▶ _Brief_
Extract all of the entries and give them again, word for word.

(Supplied material begins)

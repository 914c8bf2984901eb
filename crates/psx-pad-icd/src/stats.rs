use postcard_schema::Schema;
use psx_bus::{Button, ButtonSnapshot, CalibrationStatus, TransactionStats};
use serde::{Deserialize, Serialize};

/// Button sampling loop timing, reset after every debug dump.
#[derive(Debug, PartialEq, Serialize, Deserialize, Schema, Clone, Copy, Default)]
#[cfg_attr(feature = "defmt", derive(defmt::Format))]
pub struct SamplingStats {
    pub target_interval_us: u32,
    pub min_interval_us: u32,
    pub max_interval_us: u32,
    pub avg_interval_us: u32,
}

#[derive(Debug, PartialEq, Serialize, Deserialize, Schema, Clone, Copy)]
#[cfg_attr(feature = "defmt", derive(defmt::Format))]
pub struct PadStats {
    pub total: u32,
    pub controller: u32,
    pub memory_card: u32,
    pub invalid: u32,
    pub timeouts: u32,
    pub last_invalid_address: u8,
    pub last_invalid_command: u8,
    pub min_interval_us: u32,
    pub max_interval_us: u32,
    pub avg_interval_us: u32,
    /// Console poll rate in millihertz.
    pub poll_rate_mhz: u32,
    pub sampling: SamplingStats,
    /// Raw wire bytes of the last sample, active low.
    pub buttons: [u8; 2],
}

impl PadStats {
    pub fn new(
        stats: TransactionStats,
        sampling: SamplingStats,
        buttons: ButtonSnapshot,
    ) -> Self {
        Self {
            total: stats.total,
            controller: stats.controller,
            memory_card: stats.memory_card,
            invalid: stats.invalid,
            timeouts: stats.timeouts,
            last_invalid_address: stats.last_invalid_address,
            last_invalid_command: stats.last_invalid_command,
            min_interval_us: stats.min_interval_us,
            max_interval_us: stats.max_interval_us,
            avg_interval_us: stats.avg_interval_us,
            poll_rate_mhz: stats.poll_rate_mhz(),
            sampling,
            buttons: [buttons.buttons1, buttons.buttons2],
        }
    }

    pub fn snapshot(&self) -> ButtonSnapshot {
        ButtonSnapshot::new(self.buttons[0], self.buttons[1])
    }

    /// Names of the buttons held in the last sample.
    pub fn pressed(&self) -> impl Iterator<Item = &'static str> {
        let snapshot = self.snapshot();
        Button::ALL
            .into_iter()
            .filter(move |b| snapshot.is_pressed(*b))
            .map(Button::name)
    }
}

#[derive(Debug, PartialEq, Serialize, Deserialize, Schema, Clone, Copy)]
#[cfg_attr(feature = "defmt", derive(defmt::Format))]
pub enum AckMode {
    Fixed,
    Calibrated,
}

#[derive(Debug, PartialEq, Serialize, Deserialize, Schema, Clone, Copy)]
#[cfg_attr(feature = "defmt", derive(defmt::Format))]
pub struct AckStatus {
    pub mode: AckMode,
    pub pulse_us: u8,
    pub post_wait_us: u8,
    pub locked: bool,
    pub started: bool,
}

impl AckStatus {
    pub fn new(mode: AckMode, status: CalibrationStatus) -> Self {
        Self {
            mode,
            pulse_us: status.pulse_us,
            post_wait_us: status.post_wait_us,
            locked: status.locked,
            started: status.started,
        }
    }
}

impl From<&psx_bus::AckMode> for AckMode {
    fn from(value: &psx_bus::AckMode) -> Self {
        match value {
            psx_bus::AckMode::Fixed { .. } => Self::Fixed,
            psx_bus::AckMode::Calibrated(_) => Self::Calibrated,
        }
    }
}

(Supplied material ends)

▶ _Task answer_
repository 914c8bf2984901eb
filename crates/psx-pad-icd/src/stats.rs
use postcard_schema::Schema;
use psx_bus::{Button, ButtonSnapshot, CalibrationStatus, TransactionStats};
use serde::{Deserialize, Serialize};

/// Button sampling loop timing, reset after every debug dump.
#[derive(Debug, PartialEq, Serialize, Deserialize, Schema, Clone, Copy, Default)]
#[cfg_attr(feature = "defmt", derive(defmt::Format))]
pub struct SamplingStats {
    pub target_interval_us: u32,
    pub min_interval_us: u32,
    pub max_interval_us: u32,
    pub avg_interval_us: u32,
}

#[derive(Debug, PartialEq, Serialize, Deserialize, Schema, Clone, Copy)]
#[cfg_attr(feature = "defmt", derive(defmt::Format))]
pub struct PadStats {
    pub total: u32,
    pub controller: u32,
    pub memory_card: u32,
    pub invalid: u32,
    pub timeouts: u32,
    pub last_invalid_address: u8,
    pub last_invalid_command: u8,
    pub min_interval_us: u32,
    pub max_interval_us: u32,
    pub avg_interval_us: u32,
    /// Console poll rate in millihertz.
    pub poll_rate_mhz: u32,
    pub sampling: SamplingStats,
    /// Raw wire bytes of the last sample, active low.
    pub buttons: [u8; 2],
}

impl PadStats {
    pub fn new(
        stats: TransactionStats,
        sampling: SamplingStats,
        buttons: ButtonSnapshot,
    ) -> Self {
        Self {
            total: stats.total,
            controller: stats.controller,
            memory_card: stats.memory_card,
            invalid: stats.invalid,
            timeouts: stats.timeouts,
            last_invalid_address: stats.last_invalid_address,
            last_invalid_command: stats.last_invalid_command,
            min_interval_us: stats.min_interval_us,
            max_interval_us: stats.max_interval_us,
            avg_interval_us: stats.avg_interval_us,
            poll_rate_mhz: stats.poll_rate_mhz(),
            sampling,
            buttons: [buttons.buttons1, buttons.buttons2],
        }
    }

    pub fn snapshot(&self) -> ButtonSnapshot {
        ButtonSnapshot::new(self.buttons[0], self.buttons[1])
    }

    /// Names of the buttons held in the last sample.
    pub fn pressed(&self) -> impl Iterator<Item = &'static str> {
        let snapshot = self.snapshot();
        Button::ALL
            .into_iter()
            .filter(move |b| snapshot.is_pressed(*b))
            .map(Button::name)
    }
}

#[derive(Debug, PartialEq, Serialize, Deserialize, Schema, Clone, Copy)]
#[cfg_attr(feature = "defmt", derive(defmt::Format))]
pub enum AckMode {
    Fixed,
    Calibrated,
}

#[derive(Debug, PartialEq, Serialize, Deserialize, Schema, Clone, Copy)]
#[cfg_attr(feature = "defmt", derive(defmt::Format))]
pub struct AckStatus {
    pub mode: AckMode,
    pub pulse_us: u8,
    pub post_wait_us: u8,
    pub locked: bool,
    pub started: bool,
}

impl AckStatus {
    pub fn new(mode: AckMode, status: CalibrationStatus) -> Self {
        Self {
            mode,
            pulse_us: status.pulse_us,
            post_wait_us: status.post_wait_us,
            locked: status.locked,
            started: status.started,
        }
    }
}

impl From<&psx_bus::AckMode> for AckMode {
    fn from(value: &psx_bus::AckMode) -> Self {
        match value {
            psx_bus::AckMode::Fixed { .. } => Self::Fixed,
            psx_bus::AckMode::Calibrated(_) => Self::Calibrated,
        }
    }
}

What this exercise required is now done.